For the above example we begin with counting the number
of cells. With 4 rows and 4 columns we have 16 cells
Now we write a temporary place-holder statement for y
y=101:116 #these are not actual y values but temporary values
y
Aline=gl(4,1,16, labels=c("AlineA","AlineB","AlineC","AlineD"))
Aline
Aport=gl(4,1,16, labels=c("portA","portB","portC","portD"))
Aport
Aport2=sort(Aport) #define new object Aport2 for sorted values
#Remember to use the Aport2 in the data.frame function of R
data.frame(y,Aline,Aport2) #important to have Aport2 not Aport1
> data.frame(y,Aline,Aport2)
y Aline Aport2
1 101 AlineA AportA
2 102 AlineB AportA
3 103 AlineC AportA
4 104 AlineD AportA
5 105 AlineA AportB
6 106 AlineB AportB
7 107 AlineC AportB
8 108 AlineD AportB
9 109 AlineA AportC
10 110 AlineB AportC
11 111 AlineC AportC
12 112 AlineD AportC
13 113 AlineA AportD
14 114 AlineB AportD
15 115 AlineC AportD
16 116 AlineD AportD
looking at above table it is clear which particular
numbers from the data table should
replace the temporary y values 101 to 116.
AlineA AlineB AlineC AlineD
AirportA 87 82 79 81
AirportB 88 84 81 82
AirportC 89 84 83 82
AirportD 90 86 85 83
for example, 101 should be 87, 102 should be 82 etc along first row.
Once the y array and two factors for rows and columns are
defined, it is a simple matter to do the regression:
reg1=lm(y~Aline+Aport2)
and then do
summary(reg1)
anova(reg1)
anova(lm(y~Aline+Aport))#test if
# Aports and Alines are jointly significantly different
anova(lm(y~Aline)) # test if Alines are significantly different
anova(lm(y~Aport)) # test if Aports are significantly different
All the computational drudgery is removed by lm and anova functions of R.
ANSWER to Questions by Students
Question 1)
There are three possible anova's:
lm(y~Row)
lm(y~Column)
lm(y~Column+Row)
The output numbers seem inconsistent.
For example, the F value given by (y~Row) is different from
the F value listed for Row under (y~Column+Row).
Answer to Question 1:
The F values are supposed to be different.
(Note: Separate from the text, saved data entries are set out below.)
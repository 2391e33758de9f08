//! Canonical schemas.
//!
//! Each standardizer family produces one fixed column set per resource
//! family. The `platform` column is not listed here; the engine always emits
//! it first. Derived metrics follow the mapped fields in declaration order.

use std::fmt;

use serde::{Deserialize, Serialize};

use crate::platform::{ResourceType, StandardizerKind};

pub const PLATFORM_FIELD: &str = "platform";

#[derive(Debug, Clone, Copy, PartialEq, Eq, Hash, Serialize, Deserialize)]
#[serde(rename_all = "snake_case")]
pub enum FieldType {
    /// IDs, kept as strings to avoid numeric precision loss.
    Identifier,
    /// Passthrough text.
    Text,
    /// Integer-like counters; default 0.
    Count,
    /// Currency amounts; default 0.0.
    Money,
    /// Non-additive numbers; default null.
    Numeric,
    Date,
    DateTime,
}

impl FieldType {
    /// Summed by the aggregator and zero-filled by the default filler.
    pub fn is_additive(&self) -> bool {
        matches!(self, FieldType::Count | FieldType::Money)
    }

    pub fn is_temporal(&self) -> bool {
        matches!(self, FieldType::Date | FieldType::DateTime)
    }

    pub fn as_str(&self) -> &'static str {
        match self {
            FieldType::Identifier => "identifier",
            FieldType::Text => "text",
            FieldType::Count => "count",
            FieldType::Money => "money",
            FieldType::Numeric => "numeric",
            FieldType::Date => "date",
            FieldType::DateTime => "datetime",
        }
    }
}

impl fmt::Display for FieldType {
    fn fmt(&self, f: &mut fmt::Formatter<'_>) -> fmt::Result {
        f.write_str(self.as_str())
    }
}

#[derive(Debug, Clone, Copy, PartialEq, Eq)]
pub struct CanonicalField {
    pub name: &'static str,
    pub field_type: FieldType,
}

const fn field(name: &'static str, field_type: FieldType) -> CanonicalField {
    CanonicalField { name, field_type }
}

/// Built-in computed columns. Inputs are canonical field names of the same schema.
#[derive(Debug, Clone, Copy, PartialEq)]
pub enum DerivedMetric {
    /// `numerator / denominator * multiplier`, or 0 when the denominator is not positive.
    Ratio {
        name: &'static str,
        numerator: &'static str,
        denominator: &'static str,
        multiplier: f64,
    },
    /// Elapsed hours between two timestamps; null when either is null.
    HoursBetween {
        name: &'static str,
        start: &'static str,
        end: &'static str,
    },
    /// Elapsed whole days between two dates; null when either is null.
    DaysBetween {
        name: &'static str,
        start: &'static str,
        end: &'static str,
    },
    /// Calendar date of a timestamp.
    DateOf {
        name: &'static str,
        source: &'static str,
    },
}

impl DerivedMetric {
    pub fn name(&self) -> &'static str {
        match self {
            DerivedMetric::Ratio { name, .. }
            | DerivedMetric::HoursBetween { name, .. }
            | DerivedMetric::DaysBetween { name, .. }
            | DerivedMetric::DateOf { name, .. } => *name,
        }
    }

    pub fn output_type(&self) -> FieldType {
        match self {
            DerivedMetric::Ratio { .. }
            | DerivedMetric::HoursBetween { .. }
            | DerivedMetric::DaysBetween { .. } => FieldType::Numeric,
            DerivedMetric::DateOf { .. } => FieldType::Date,
        }
    }

    pub fn inputs(&self) -> Vec<&'static str> {
        match self {
            DerivedMetric::Ratio {
                numerator,
                denominator,
                ..
            } => vec![*numerator, *denominator],
            DerivedMetric::HoursBetween { start, end, .. }
            | DerivedMetric::DaysBetween { start, end, .. } => vec![*start, *end],
            DerivedMetric::DateOf { source, .. } => vec![*source],
        }
    }

    pub fn describe(&self) -> String {
        match self {
            DerivedMetric::Ratio {
                numerator,
                denominator,
                multiplier,
                ..
            } if *multiplier != 1.0 => {
                format!("{numerator} / {denominator} * {multiplier}")
            }
            DerivedMetric::Ratio {
                numerator,
                denominator,
                ..
            } => format!("{numerator} / {denominator}"),
            DerivedMetric::HoursBetween { start, end, .. } => format!("hours({end} - {start})"),
            DerivedMetric::DaysBetween { start, end, .. } => format!("days({end} - {start})"),
            DerivedMetric::DateOf { source, .. } => format!("date({source})"),
        }
    }
}

#[derive(Debug)]
pub struct CanonicalSchema {
    pub kind: StandardizerKind,
    pub family: &'static str,
    pub fields: &'static [CanonicalField],
    pub derived: &'static [DerivedMetric],
    /// Field used by the owner-equals filter.
    pub owner_field: Option<&'static str>,
    /// Field used by the status-in-set filter.
    pub status_field: Option<&'static str>,
    /// Field used by the date-range filter when none is configured.
    pub date_field: Option<&'static str>,
    /// Grouping keys used when aggregation is enabled without explicit keys.
    pub default_group_by: &'static [&'static str],
}

impl CanonicalSchema {
    pub fn field(&self, name: &str) -> Option<&CanonicalField> {
        self.fields.iter().find(|f| f.name == name)
    }

    pub fn has_field(&self, name: &str) -> bool {
        name == PLATFORM_FIELD || self.field(name).is_some()
    }

    /// Every output column name, `platform` first, then mapped, then derived.
    pub fn column_names(&self) -> Vec<&'static str> {
        std::iter::once(PLATFORM_FIELD)
            .chain(self.fields.iter().map(|f| f.name))
            .chain(self.derived.iter().map(|m| m.name()))
            .collect()
    }
}

use FieldType::{Count, Date, DateTime, Identifier, Money, Numeric, Text};

pub static AD_SPEND: CanonicalSchema = CanonicalSchema {
    kind: StandardizerKind::AdSpend,
    family: "performance",
    fields: &[
        field("date", Date),
        field("account_id", Identifier),
        field("campaign_id", Identifier),
        field("campaign_name", Text),
        field("ad_group_id", Identifier),
        field("ad_group_name", Text),
        field("ad_id", Identifier),
        field("keyword", Text),
        field("device_type", Text),
        field("currency", Text),
        field("impressions", Count),
        field("clicks", Count),
        field("spend", Money),
        field("conversions", Count),
        field("conversion_value", Money),
    ],
    derived: &[
        DerivedMetric::Ratio {
            name: "ctr",
            numerator: "clicks",
            denominator: "impressions",
            multiplier: 100.0,
        },
        DerivedMetric::Ratio {
            name: "cpc",
            numerator: "spend",
            denominator: "clicks",
            multiplier: 1.0,
        },
        DerivedMetric::Ratio {
            name: "cpa",
            numerator: "spend",
            denominator: "conversions",
            multiplier: 1.0,
        },
        DerivedMetric::Ratio {
            name: "roas",
            numerator: "conversion_value",
            denominator: "spend",
            multiplier: 1.0,
        },
    ],
    owner_field: None,
    status_field: None,
    date_field: Some("date"),
    default_group_by: &["date", "platform", "campaign_id"],
};

pub static CRM_CONTACTS: CanonicalSchema = CanonicalSchema {
    kind: StandardizerKind::Crm,
    family: "contacts",
    fields: &[
        field("record_id", Identifier),
        field("first_name", Text),
        field("last_name", Text),
        field("full_name", Text),
        field("email", Text),
        field("phone", Text),
        field("company_name", Text),
        field("job_title", Text),
        field("owner_id", Identifier),
        field("status", Text),
        field("source", Text),
        field("created_date", DateTime),
        field("updated_date", DateTime),
    ],
    derived: &[],
    owner_field: Some("owner_id"),
    status_field: Some("status"),
    date_field: Some("created_date"),
    default_group_by: &["platform", "status"],
};

pub static CRM_COMPANIES: CanonicalSchema = CanonicalSchema {
    kind: StandardizerKind::Crm,
    family: "companies",
    fields: &[
        field("record_id", Identifier),
        field("company_name", Text),
        field("domain", Text),
        field("industry", Text),
        field("employee_count", Numeric),
        field("annual_revenue", Numeric),
        field("country", Text),
        field("city", Text),
        field("owner_id", Identifier),
        field("created_date", DateTime),
        field("updated_date", DateTime),
    ],
    derived: &[],
    owner_field: Some("owner_id"),
    status_field: None,
    date_field: Some("created_date"),
    default_group_by: &["platform", "industry"],
};

pub static CRM_DEALS: CanonicalSchema = CanonicalSchema {
    kind: StandardizerKind::Crm,
    family: "deals",
    fields: &[
        field("record_id", Identifier),
        field("deal_name", Text),
        field("amount", Money),
        field("currency", Text),
        field("stage", Text),
        field("status", Text),
        field("pipeline", Text),
        field("owner_id", Identifier),
        field("company_id", Identifier),
        field("probability", Numeric),
        field("close_date", Date),
        field("created_date", DateTime),
        field("updated_date", DateTime),
    ],
    derived: &[DerivedMetric::DaysBetween {
        name: "days_to_close",
        start: "created_date",
        end: "close_date",
    }],
    owner_field: Some("owner_id"),
    status_field: Some("status"),
    date_field: Some("close_date"),
    default_group_by: &["platform", "stage"],
};

pub static ECOMMERCE_ORDERS: CanonicalSchema = CanonicalSchema {
    kind: StandardizerKind::Ecommerce,
    family: "orders",
    fields: &[
        field("order_id", Identifier),
        field("order_number", Text),
        field("customer_id", Identifier),
        field("customer_email", Text),
        field("status", Text),
        field("currency", Text),
        field("subtotal", Money),
        field("tax", Money),
        field("shipping", Money),
        field("discount", Money),
        field("total", Money),
        field("item_count", Count),
        field("created_date", DateTime),
        field("updated_date", DateTime),
    ],
    derived: &[
        DerivedMetric::Ratio {
            name: "average_item_value",
            numerator: "total",
            denominator: "item_count",
            multiplier: 1.0,
        },
        DerivedMetric::Ratio {
            name: "discount_rate",
            numerator: "discount",
            denominator: "subtotal",
            multiplier: 100.0,
        },
    ],
    owner_field: None,
    status_field: Some("status"),
    date_field: Some("created_date"),
    default_group_by: &["platform", "status"],
};

pub static ECOMMERCE_CUSTOMERS: CanonicalSchema = CanonicalSchema {
    kind: StandardizerKind::Ecommerce,
    family: "customers",
    fields: &[
        field("customer_id", Identifier),
        field("email", Text),
        field("first_name", Text),
        field("last_name", Text),
        field("full_name", Text),
        field("phone", Text),
        field("country", Text),
        field("orders_count", Count),
        field("total_spent", Money),
        field("created_date", DateTime),
        field("updated_date", DateTime),
    ],
    derived: &[DerivedMetric::Ratio {
        name: "average_order_value",
        numerator: "total_spent",
        denominator: "orders_count",
        multiplier: 1.0,
    }],
    owner_field: None,
    status_field: None,
    date_field: Some("created_date"),
    default_group_by: &["platform", "country"],
};

pub static ECOMMERCE_PRODUCTS: CanonicalSchema = CanonicalSchema {
    kind: StandardizerKind::Ecommerce,
    family: "products",
    fields: &[
        field("product_id", Identifier),
        field("sku", Identifier),
        field("title", Text),
        field("vendor", Text),
        field("category", Text),
        field("price", Money),
        field("inventory_quantity", Count),
        field("status", Text),
        field("created_date", DateTime),
        field("updated_date", DateTime),
    ],
    derived: &[],
    owner_field: None,
    status_field: Some("status"),
    date_field: Some("created_date"),
    default_group_by: &["platform", "category"],
};

pub static EVENTS: CanonicalSchema = CanonicalSchema {
    kind: StandardizerKind::Events,
    family: "events",
    fields: &[
        field("event_id", Identifier),
        field("event_name", Text),
        field("user_id", Identifier),
        field("anonymous_id", Identifier),
        field("session_id", Identifier),
        field("timestamp", DateTime),
        field("device_type", Text),
        field("country", Text),
        field("city", Text),
        field("page_url", Text),
        field("referrer", Text),
        field("revenue", Money),
        field("properties", Text),
    ],
    derived: &[DerivedMetric::DateOf {
        name: "event_date",
        source: "timestamp",
    }],
    owner_field: None,
    status_field: None,
    date_field: Some("timestamp"),
    default_group_by: &["event_date", "platform", "event_name"],
};

pub static SUPPORT_TICKETS: CanonicalSchema = CanonicalSchema {
    kind: StandardizerKind::Support,
    family: "tickets",
    fields: &[
        field("ticket_id", Identifier),
        field("subject", Text),
        field("description", Text),
        field("status", Text),
        field("priority", Text),
        field("channel", Text),
        field("requester_id", Identifier),
        field("assignee_id", Identifier),
        field("tags", Text),
        field("created_date", DateTime),
        field("updated_date", DateTime),
        field("first_response_date", DateTime),
        field("closed_date", DateTime),
    ],
    derived: &[
        DerivedMetric::HoursBetween {
            name: "resolution_time_hours",
            start: "created_date",
            end: "closed_date",
        },
        DerivedMetric::HoursBetween {
            name: "first_response_time_hours",
            start: "created_date",
            end: "first_response_date",
        },
    ],
    owner_field: Some("assignee_id"),
    status_field: Some("status"),
    date_field: Some("created_date"),
    default_group_by: &["platform", "status"],
};

/// Canonical schema for a kind/resource pair, if the kind produces that resource.
pub fn canonical_schema(
    kind: StandardizerKind,
    resource: ResourceType,
) -> Option<&'static CanonicalSchema> {
    use ResourceType as R;
    use StandardizerKind as K;
    match (kind, resource) {
        (K::AdSpend, R::Campaigns | R::AdGroups | R::Keywords) => Some(&AD_SPEND),
        (K::Crm, R::Contacts) => Some(&CRM_CONTACTS),
        (K::Crm, R::Companies) => Some(&CRM_COMPANIES),
        (K::Crm, R::Deals) => Some(&CRM_DEALS),
        (K::Ecommerce, R::Orders) => Some(&ECOMMERCE_ORDERS),
        (K::Ecommerce, R::Customers) => Some(&ECOMMERCE_CUSTOMERS),
        (K::Ecommerce, R::Products) => Some(&ECOMMERCE_PRODUCTS),
        (K::Events, R::Events) => Some(&EVENTS),
        (K::Support, R::Tickets) => Some(&SUPPORT_TICKETS),
        _ => None,
    }
}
They are certainly
not inconsistent. Think of this as in regression of y on x and z.
The coefficients and t statistics will be different when you regress
y on x alone and y on x and z. Remember that F stats for individual
slopes are simply squares of t-stats.
Question 2)
If I wanted to determine whether the Row effect was
significant, do I use the F-value (or P-value) listed
under lm(y~Row) or the one for lm(y~Column+Row)?
Answer to Question 2:
Use the latter lm(y~Column+Row).
lm(y~Row) alone ignores the existence of Column effects.
Column effects might be like "control" factors. One wants
to focus on Row effects without being unduly influenced by
Column effects. Again this is similar to regression.
Regression coefficients estimate the effect on one while
holding the effect of the other variable constant.
Question 3)
Is it correct that
Pr(>F) value is greater than the alpha, the null should be accepted?
Answer to Question 3)
The null hypothesis is that the effect is zero (null). Yes it is
correct that when the p-value exceeds alpha (=0.05) we accept the null.